## Problem:
An exact copy of every record is the required answer.

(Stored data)
◇ ◇ ◇

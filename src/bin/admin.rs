//! Employee Admin CLI
//!
//! Administrative CLI for the employee data stored in NATS.
//! Provides inspection, seeding and cleanup of the document bucket and the
//! id counters.

use anyhow::Result;
use clap::{Parser, Subcommand};
use employee_graphql::engine::nats_storage::{NATSStorage, NATSStorageConfig};
use employee_graphql::models::EMPLOYEE_SEQUENCE;
use employee_graphql::{EmployeeStorage, SequenceCounter};
use tracing::{error, info};

#[derive(Parser)]
#[command(name = "employee-admin")]
#[command(about = "Employee Admin CLI - Manage employee data in NATS")]
#[command(version = "1.0")]
struct Cli {
    #[command(subcommand)]
    command: Commands,

    /// NATS server URL
    #[arg(long, env = "NATS_URL", default_value = "nats://localhost:4222")]
    nats_url: String,

    /// Key-value bucket holding employee documents
    #[arg(long, env = "EMPLOYEE_BUCKET", default_value = "employees")]
    bucket: String,

    /// Enable verbose logging
    #[arg(short, long)]
    verbose: bool,
}

#[derive(Subcommand)]
enum Commands {
    /// Show document count and counter position
    Stats,

    /// List all employees in id order
    List,

    /// Insert the sample employees if the bucket is empty
    Seed,

    /// Advance a named counter and print the new value
    NextId {
        /// Counter name
        #[arg(default_value = EMPLOYEE_SEQUENCE)]
        name: String,
    },

    /// Delete every employee document (counters are kept)
    Purge {
        /// Confirm the purge
        #[arg(long)]
        confirm: bool,
    },
}

#[tokio::main]
async fn main() -> Result<()> {
    let cli = Cli::parse();

    // Initialize logging
    let log_level = if cli.verbose { "debug" } else { "info" };
    tracing_subscriber::fmt().with_env_filter(log_level).init();

    let config = NATSStorageConfig {
        nats_urls: vec![cli.nats_url.clone()],
        bucket: cli.bucket.clone(),
        ..Default::default()
    };
    let nats = NATSStorage::new(config).await?;

    match cli.command {
        Commands::Stats => show_stats(&nats).await?,
        Commands::List => list_employees(&nats).await?,
        Commands::Seed => seed(&nats).await?,
        Commands::NextId { name } => next_id(&nats, &name).await?,
        Commands::Purge { confirm } => {
            if !confirm {
                error!("❌ Purge operation requires --confirm flag for safety");
                return Ok(());
            }
            purge(&nats).await?;
        }
    }

    Ok(())
}

async fn show_stats(nats: &NATSStorage) -> Result<()> {
    let storage = nats.document_storage();

    println!("\n📈 Employee Data Statistics");
    println!("===========================");
    println!("Bucket: {}", nats.config().bucket);
    println!("Employees: {}", storage.count().await?);
    println!("Last issued id: {}", storage.current_id().await?);

    Ok(())
}

async fn list_employees(nats: &NATSStorage) -> Result<()> {
    let employees = nats.document_storage().list_employees().await?;

    println!("\n📋 Employees ({})", employees.len());
    println!("=====================================");

    if employees.is_empty() {
        println!("No employees found.");
        return Ok(());
    }

    for employee in employees {
        println!(
            "{:>4}  {:<12} {:>3}  {:<10} {:<12} {:>5}",
            employee.id.as_str(), employee.name, employee.age, employee.job, employee.language, employee.pay
        );
    }

    Ok(())
}

async fn seed(nats: &NATSStorage) -> Result<()> {
    let inserted = nats.document_storage().seed_if_empty().await?;
    if inserted == 0 {
        info!("Bucket already holds employees, nothing seeded");
    } else {
        info!("✅ Seeded {} sample employees", inserted);
    }
    Ok(())
}

async fn next_id(nats: &NATSStorage, name: &str) -> Result<()> {
    let value = nats.sequence().next_sequence(name).await?;
    println!("{}: {}", name, value);
    Ok(())
}

async fn purge(nats: &NATSStorage) -> Result<()> {
    info!("🧹 Deleting all employee documents...");
    let deleted = nats.collection().delete_all().await?;
    info!("✅ Deleted {} employees (id counters untouched)", deleted);
    Ok(())
}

◇ ◇ ◇

## Exercise result:
filename src/bin/admin.rs
//! Employee Admin CLI
//!
//! Administrative CLI for the employee data stored in NATS.
//! Provides inspection, seeding and cleanup of the document bucket and the
//! id counters.

use anyhow::Result;
use clap::{Parser, Subcommand};
use employee_graphql::engine::nats_storage::{NATSStorage, NATSStorageConfig};
use employee_graphql::models::EMPLOYEE_SEQUENCE;
use employee_graphql::{EmployeeStorage, SequenceCounter};
use tracing::{error, info};

#[derive(Parser)]
#[command(name = "employee-admin")]
#[command(about = "Employee Admin CLI - Manage employee data in NATS")]
#[command(version = "1.0")]
struct Cli {
    #[command(subcommand)]
    command: Commands,

    /// NATS server URL
    #[arg(long, env = "NATS_URL", default_value = "nats://localhost:4222")]
    nats_url: String,

    /// Key-value bucket holding employee documents
    #[arg(long, env = "EMPLOYEE_BUCKET", default_value = "employees")]
    bucket: String,

    /// Enable verbose logging
    #[arg(short, long)]
    verbose: bool,
}

#[derive(Subcommand)]
enum Commands {
    /// Show document count and counter position
    Stats,

    /// List all employees in id order
    List,

    /// Insert the sample employees if the bucket is empty
    Seed,

    /// Advance a named counter and print the new value
    NextId {
        /// Counter name
        #[arg(default_value = EMPLOYEE_SEQUENCE)]
        name: String,
    },

    /// Delete every employee document (counters are kept)
    Purge {
        /// Confirm the purge
        #[arg(long)]
        confirm: bool,
    },
}

#[tokio::main]
async fn main() -> Result<()> {
    let cli = Cli::parse();

    // Initialize logging
    let log_level = if cli.verbose { "debug" } else { "info" };
    tracing_subscriber::fmt().with_env_filter(log_level).init();

    let config = NATSStorageConfig {
        nats_urls: vec![cli.nats_url.clone()],
        bucket: cli.bucket.clone(),
        ..Default::default()
    };
    let nats = NATSStorage::new(config).await?;

    match cli.command {
        Commands::Stats => show_stats(&nats).await?,
        Commands::List => list_employees(&nats).await?,
        Commands::Seed => seed(&nats).await?,
        Commands::NextId { name } => next_id(&nats, &name).await?,
        Commands::Purge { confirm } => {
            if !confirm {
                error!("❌ Purge operation requires --confirm flag for safety");
                return Ok(());
            }
            purge(&nats).await?;
        }
    }

    Ok(())
}

async fn show_stats(nats: &NATSStorage) -> Result<()> {
    let storage = nats.document_storage();

    println!("\n📈 Employee Data Statistics");
    println!("===========================");
    println!("Bucket: {}", nats.config().bucket);
    println!("Employees: {}", storage.count().await?);
    println!("Last issued id: {}", storage.current_id().await?);

    Ok(())
}

async fn list_employees(nats: &NATSStorage) -> Result<()> {
    let employees = nats.document_storage().list_employees().await?;

    println!("\n📋 Employees ({})", employees.len());
    println!("=====================================");

    if employees.is_empty() {
        println!("No employees found.");
        return Ok(());
    }

    for employee in employees {
        println!(
            "{:>4}  {:<12} {:>3}  {:<10} {:<12} {:>5}",
            employee.id.as_str(), employee.name, employee.age, employee.job, employee.language, employee.pay
        );
    }

    Ok(())
}

async fn seed(nats: &NATSStorage) -> Result<()> {
    let inserted = nats.document_storage().seed_if_empty().await?;
    if inserted == 0 {
        info!("Bucket already holds employees, nothing seeded");
    } else {
        info!("✅ Seeded {} sample employees", inserted);
    }
    Ok(())
}

async fn next_id(nats: &NATSStorage, name: &str) -> Result<()> {
    let value = nats.sequence().next_sequence(name).await?;
    println!("{}: {}", name, value);
    Ok(())
}

async fn purge(nats: &NATSStorage) -> Result<()> {
    info!("🧹 Deleting all employee documents...");
    let deleted = nats.collection().delete_all().await?;
    info!("✅ Deleted {} employees (id counters untouched)", deleted);
    Ok(())
}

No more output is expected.